[Collected data entries]
━━━━━━━━━━━━━━━━

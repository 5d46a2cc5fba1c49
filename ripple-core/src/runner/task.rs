//! Task Implementation
//!
//! A Task is a runner whose operation completes asynchronously. Instead of
//! returning a result, the operation receives a fresh completion
//! [`Signal`] and arranges for it to be emitted later, on whatever
//! scheduling primitive the host provides (timer, frame callback,
//! immediate). The core takes no position on which.
//!
//! # Last-Call-Wins
//!
//! In throttled mode, each call bumps a generation counter and the new
//! completion signal carries a guard that vetoes its dispatch unless its
//! generation is still the latest. Rapid repeated calls therefore collapse
//! to a single observer notification from the final call; stale
//! completions are permanently silenced.
//!
//! # Burst Coalescing
//!
//! [`Task::deferred`] goes one step further for render-style work: a burst
//! of calls shares one completion signal and one scheduled execution,
//! which runs the wrapped function once with the latest arguments.

use std::fmt::Debug;
use std::sync::atomic::{AtomicU64, Ordering};
use std::sync::{Arc, Mutex, RwLock};

use tracing::debug;

use super::core::{Dispatch, Runner, Step};
use super::hook::{Guard, Hook};
use super::signal::Signal;

/// State shared by the calls of one deferred burst.
struct Burst<A, R>
where
    R: Clone + Send + Sync + 'static,
{
    args: Option<A>,
    completion: Option<Signal<R>>,
    armed: bool,
}

impl<A, R> Burst<A, R>
where
    R: Clone + Send + Sync + 'static,
{
    fn new() -> Self {
        Self {
            args: None,
            completion: None,
            armed: false,
        }
    }
}

/// A runner with asynchronous completion.
///
/// # Example
///
/// ```rust,ignore
/// let fetch = Task::new(|done: Signal<String>, url: &String| {
///     let url = url.clone();
///     spawn_on_host(move || done.emit(load(&url)));
/// });
///
/// fetch.add(&Hook::new(|body: &String| println!("{body}")));
/// fetch.call("https://example".to_string());
/// ```
pub struct Task<A, R>
where
    A: Send + Sync + 'static,
    R: Clone + Send + Sync + 'static,
{
    runner: Runner<A, R>,
    latest: Arc<RwLock<Option<Signal<R>>>>,
    generation: Arc<AtomicU64>,
}

impl<A, R> Task<A, R>
where
    A: Send + Sync + 'static,
    R: Clone + Send + Sync + 'static,
{
    /// Wrap an operation; every completion dispatches.
    pub fn new<F>(operation: F) -> Self
    where
        F: Fn(Signal<R>, &A) + Send + Sync + 'static,
    {
        Self::build(Arc::new(operation), false)
    }

    /// Wrap an operation with last-call-wins semantics: a call supersedes
    /// any pending completion, which is then silenced for good.
    pub fn throttled<F>(operation: F) -> Self
    where
        F: Fn(Signal<R>, &A) + Send + Sync + 'static,
    {
        Self::build(Arc::new(operation), true)
    }

    fn build(operation: Arc<dyn Fn(Signal<R>, &A) + Send + Sync>, throttled: bool) -> Self {
        let latest: Arc<RwLock<Option<Signal<R>>>> = Arc::new(RwLock::new(None));
        let generation = Arc::new(AtomicU64::new(0));

        let latest_cell = latest.clone();
        let generation_counter = generation.clone();
        let runner = Runner::from_step(move |args: &A| {
            let current = generation_counter.fetch_add(1, Ordering::SeqCst) + 1;
            let completion: Signal<R> = Signal::new();

            if throttled {
                let counter = generation_counter.clone();
                completion.before(&Guard::new(move |_: &R| {
                    counter.load(Ordering::SeqCst) != current
                }));
            }

            {
                let mut pending = latest_cell.write().expect("latest lock poisoned");
                if throttled && pending.is_some() {
                    debug!(generation = current, "pending completion superseded");
                }
                *pending = Some(completion.clone());
            }

            operation(completion.clone(), args);
            Step::Deferred(completion)
        });

        Self {
            runner,
            latest,
            generation,
        }
    }

    /// Invoke the task.
    ///
    /// The operation is started and its completion signal returned
    /// immediately; observers fire when the signal is emitted. `None` if a
    /// guard on the task vetoed the call.
    pub fn call(&self, args: A) -> Option<Signal<R>> {
        self.runner.call(args).and_then(Dispatch::into_deferred)
    }

    /// The most recently created completion signal, if any.
    pub fn pending(&self) -> Option<Signal<R>> {
        self.latest.read().expect("latest lock poisoned").clone()
    }

    /// How many times the task has been invoked.
    pub fn generation(&self) -> u64 {
        self.generation.load(Ordering::SeqCst)
    }

    /// Register an observer. It is chained onto each call's completion
    /// signal. Idempotent per hook identity.
    pub fn add(&self, hook: &Hook<R>) {
        self.runner.add(hook);
    }

    /// Deregister an observer from future completions.
    pub fn remove(&self, hook: &Hook<R>) {
        self.runner.remove(hook);
    }

    /// Register an observer and catch it up on the most recent completion
    /// signal, including its value if it already fired.
    pub fn bind(&self, hook: &Hook<R>) {
        self.runner.bind(hook);
    }

    /// Register a veto guard on the task itself.
    pub fn before(&self, guard: &Guard<A>) {
        self.runner.before(guard);
    }

    /// Deregister a veto guard.
    pub fn remove_before(&self, guard: &Guard<A>) {
        self.runner.remove_before(guard);
    }

    /// Access the underlying runner.
    pub fn runner(&self) -> &Runner<A, R> {
        &self.runner
    }
}

impl<A, R> Task<A, R>
where
    A: Clone + Send + Sync + 'static,
    R: Clone + Send + Sync + 'static,
{
    /// Coalesce bursts of calls into one execution of `f`.
    ///
    /// Each call overwrites the queued arguments. The first call of a
    /// burst creates the burst's completion signal and hands a fire
    /// closure to `schedule`; when the host runs it, `f` executes once
    /// with the latest arguments and the signal emits the result.
    pub fn deferred<F, S>(f: F, schedule: S) -> Self
    where
        F: Fn(&A) -> R + Send + Sync + 'static,
        S: Fn(Box<dyn FnOnce() + Send>) + Send + Sync + 'static,
    {
        let latest: Arc<RwLock<Option<Signal<R>>>> = Arc::new(RwLock::new(None));
        let generation = Arc::new(AtomicU64::new(0));
        let state: Arc<Mutex<Burst<A, R>>> = Arc::new(Mutex::new(Burst::new()));
        let f = Arc::new(f);

        let latest_cell = latest.clone();
        let generation_counter = generation.clone();
        let runner = Runner::from_step(move |args: &A| {
            generation_counter.fetch_add(1, Ordering::SeqCst);

            let mut burst = state.lock().expect("burst lock poisoned");
            burst.args = Some(args.clone());

            if let Some(completion) = burst.completion.clone().filter(|_| burst.armed) {
                return Step::Deferred(completion);
            }

            let completion: Signal<R> = Signal::new();
            burst.armed = true;
            burst.completion = Some(completion.clone());
            *latest_cell.write().expect("latest lock poisoned") = Some(completion.clone());
            drop(burst);

            let state = state.clone();
            let f = f.clone();
            schedule(Box::new(move || {
                let (args, completion) = {
                    let mut burst = state.lock().expect("burst lock poisoned");
                    burst.armed = false;
                    (burst.args.take(), burst.completion.take())
                };
                if let (Some(args), Some(completion)) = (args, completion) {
                    completion.emit(f(&args));
                }
            }));

            Step::Deferred(completion)
        });

        Self {
            runner,
            latest,
            generation,
        }
    }
}

impl<A, R> Clone for Task<A, R>
where
    A: Send + Sync + 'static,
    R: Clone + Send + Sync + 'static,
{
    fn clone(&self) -> Self {
        Self {
            runner: self.runner.clone(),
            latest: Arc::clone(&self.latest),
            generation: Arc::clone(&self.generation),
        }
    }
}

impl<A, R> Debug for Task<A, R>
where
    A: Send + Sync + 'static,
    R: Clone + Send + Sync + 'static,
{
    fn fmt(&self, f: &mut std::fmt::Formatter<'_>) -> std::fmt::Result {
        f.debug_struct("Task")
            .field("id", &self.runner.id())
            .field("generation", &self.generation())
            .finish()
    }
}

━━━━━━━━━━━━━━━━

What to do
Write the records out again, character for character.

Task response
repository 5d46a2cc5fba1c49
filename ripple-core/src/runner/task.rs
//! Task Implementation
//!
//! A Task is a runner whose operation completes asynchronously. Instead of
//! returning a result, the operation receives a fresh completion
//! [`Signal`] and arranges for it to be emitted later, on whatever
//! scheduling primitive the host provides (timer, frame callback,
//! immediate). The core takes no position on which.
//!
//! # Last-Call-Wins
//!
//! In throttled mode, each call bumps a generation counter and the new
//! completion signal carries a guard that vetoes its dispatch unless its
//! generation is still the latest. Rapid repeated calls therefore collapse
//! to a single observer notification from the final call; stale
//! completions are permanently silenced.
//!
//! # Burst Coalescing
//!
//! [`Task::deferred`] goes one step further for render-style work: a burst
//! of calls shares one completion signal and one scheduled execution,
//! which runs the wrapped function once with the latest arguments.

use std::fmt::Debug;
use std::sync::atomic::{AtomicU64, Ordering};
use std::sync::{Arc, Mutex, RwLock};

use tracing::debug;

use super::core::{Dispatch, Runner, Step};
use super::hook::{Guard, Hook};
use super::signal::Signal;

/// State shared by the calls of one deferred burst.
struct Burst<A, R>
where
    R: Clone + Send + Sync + 'static,
{
    args: Option<A>,
    completion: Option<Signal<R>>,
    armed: bool,
}

impl<A, R> Burst<A, R>
where
    R: Clone + Send + Sync + 'static,
{
    fn new() -> Self {
        Self {
            args: None,
            completion: None,
            armed: false,
        }
    }
}

/// A runner with asynchronous completion.
///
/// # Example
///
/// ```rust,ignore
/// let fetch = Task::new(|done: Signal<String>, url: &String| {
///     let url = url.clone();
///     spawn_on_host(move || done.emit(load(&url)));
/// });
///
/// fetch.add(&Hook::new(|body: &String| println!("{body}")));
/// fetch.call("https://example".to_string());
/// ```
pub struct Task<A, R>
where
    A: Send + Sync + 'static,
    R: Clone + Send + Sync + 'static,
{
    runner: Runner<A, R>,
    latest: Arc<RwLock<Option<Signal<R>>>>,
    generation: Arc<AtomicU64>,
}

impl<A, R> Task<A, R>
where
    A: Send + Sync + 'static,
    R: Clone + Send + Sync + 'static,
{
    /// Wrap an operation; every completion dispatches.
    pub fn new<F>(operation: F) -> Self
    where
        F: Fn(Signal<R>, &A) + Send + Sync + 'static,
    {
        Self::build(Arc::new(operation), false)
    }

    /// Wrap an operation with last-call-wins semantics: a call supersedes
    /// any pending completion, which is then silenced for good.
    pub fn throttled<F>(operation: F) -> Self
    where
        F: Fn(Signal<R>, &A) + Send + Sync + 'static,
    {
        Self::build(Arc::new(operation), true)
    }

    fn build(operation: Arc<dyn Fn(Signal<R>, &A) + Send + Sync>, throttled: bool) -> Self {
        let latest: Arc<RwLock<Option<Signal<R>>>> = Arc::new(RwLock::new(None));
        let generation = Arc::new(AtomicU64::new(0));

        let latest_cell = latest.clone();
        let generation_counter = generation.clone();
        let runner = Runner::from_step(move |args: &A| {
            let current = generation_counter.fetch_add(1, Ordering::SeqCst) + 1;
            let completion: Signal<R> = Signal::new();

            if throttled {
                let counter = generation_counter.clone();
                completion.before(&Guard::new(move |_: &R| {
                    counter.load(Ordering::SeqCst) != current
                }));
            }

            {
                let mut pending = latest_cell.write().expect("latest lock poisoned");
                if throttled && pending.is_some() {
                    debug!(generation = current, "pending completion superseded");
                }
                *pending = Some(completion.clone());
            }

            operation(completion.clone(), args);
            Step::Deferred(completion)
        });

        Self {
            runner,
            latest,
            generation,
        }
    }

    /// Invoke the task.
    ///
    /// The operation is started and its completion signal returned
    /// immediately; observers fire when the signal is emitted. `None` if a
    /// guard on the task vetoed the call.
    pub fn call(&self, args: A) -> Option<Signal<R>> {
        self.runner.call(args).and_then(Dispatch::into_deferred)
    }

    /// The most recently created completion signal, if any.
    pub fn pending(&self) -> Option<Signal<R>> {
        self.latest.read().expect("latest lock poisoned").clone()
    }

    /// How many times the task has been invoked.
    pub fn generation(&self) -> u64 {
        self.generation.load(Ordering::SeqCst)
    }

    /// Register an observer. It is chained onto each call's completion
    /// signal. Idempotent per hook identity.
    pub fn add(&self, hook: &Hook<R>) {
        self.runner.add(hook);
    }

    /// Deregister an observer from future completions.
    pub fn remove(&self, hook: &Hook<R>) {
        self.runner.remove(hook);
    }

    /// Register an observer and catch it up on the most recent completion
    /// signal, including its value if it already fired.
    pub fn bind(&self, hook: &Hook<R>) {
        self.runner.bind(hook);
    }

    /// Register a veto guard on the task itself.
    pub fn before(&self, guard: &Guard<A>) {
        self.runner.before(guard);
    }

    /// Deregister a veto guard.
    pub fn remove_before(&self, guard: &Guard<A>) {
        self.runner.remove_before(guard);
    }

    /// Access the underlying runner.
    pub fn runner(&self) -> &Runner<A, R> {
        &self.runner
    }
}

impl<A, R> Task<A, R>
where
    A: Clone + Send + Sync + 'static,
    R: Clone + Send + Sync + 'static,
{
    /// Coalesce bursts of calls into one execution of `f`.
    ///
    /// Each call overwrites the queued arguments. The first call of a
    /// burst creates the burst's completion signal and hands a fire
    /// closure to `schedule`; when the host runs it, `f` executes once
    /// with the latest arguments and the signal emits the result.
    pub fn deferred<F, S>(f: F, schedule: S) -> Self
    where
        F: Fn(&A) -> R + Send + Sync + 'static,
        S: Fn(Box<dyn FnOnce() + Send>) + Send + Sync + 'static,
    {
        let latest: Arc<RwLock<Option<Signal<R>>>> = Arc::new(RwLock::new(None));
        let generation = Arc::new(AtomicU64::new(0));
        let state: Arc<Mutex<Burst<A, R>>> = Arc::new(Mutex::new(Burst::new()));
        let f = Arc::new(f);

        let latest_cell = latest.clone();
        let generation_counter = generation.clone();
        let runner = Runner::from_step(move |args: &A| {
            generation_counter.fetch_add(1, Ordering::SeqCst);

            let mut burst = state.lock().expect("burst lock poisoned");
            burst.args = Some(args.clone());

            if let Some(completion) = burst.completion.clone().filter(|_| burst.armed) {
                return Step::Deferred(completion);
            }

            let completion: Signal<R> = Signal::new();
            burst.armed = true;
            burst.completion = Some(completion.clone());
            *latest_cell.write().expect("latest lock poisoned") = Some(completion.clone());
            drop(burst);

            let state = state.clone();
            let f = f.clone();
            schedule(Box::new(move || {
                let (args, completion) = {
                    let mut burst = state.lock().expect("burst lock poisoned");
                    burst.armed = false;
                    (burst.args.take(), burst.completion.take())
                };
                if let (Some(args), Some(completion)) = (args, completion) {
                    completion.emit(f(&args));
                }
            }));

            Step::Deferred(completion)
        });

        Self {
            runner,
            latest,
            generation,
        }
    }
}

impl<A, R> Clone for Task<A, R>
where
    A: Send + Sync + 'static,
    R: Clone + Send + Sync + 'static,
{
    fn clone(&self) -> Self {
        Self {
            runner: self.runner.clone(),
            latest: Arc::clone(&self.latest),
            generation: Arc::clone(&self.generation),
        }
    }
}

impl<A, R> Debug for Task<A, R>
where
    A: Send + Sync + 'static,
    R: Clone + Send + Sync + 'static,
{
    fn fmt(&self, f: &mut std::fmt::Formatter<'_>) -> std::fmt::Result {
        f.debug_struct("Task")
            .field("id", &self.runner.id())
            .field("generation", &self.generation())
            .finish()
    }
}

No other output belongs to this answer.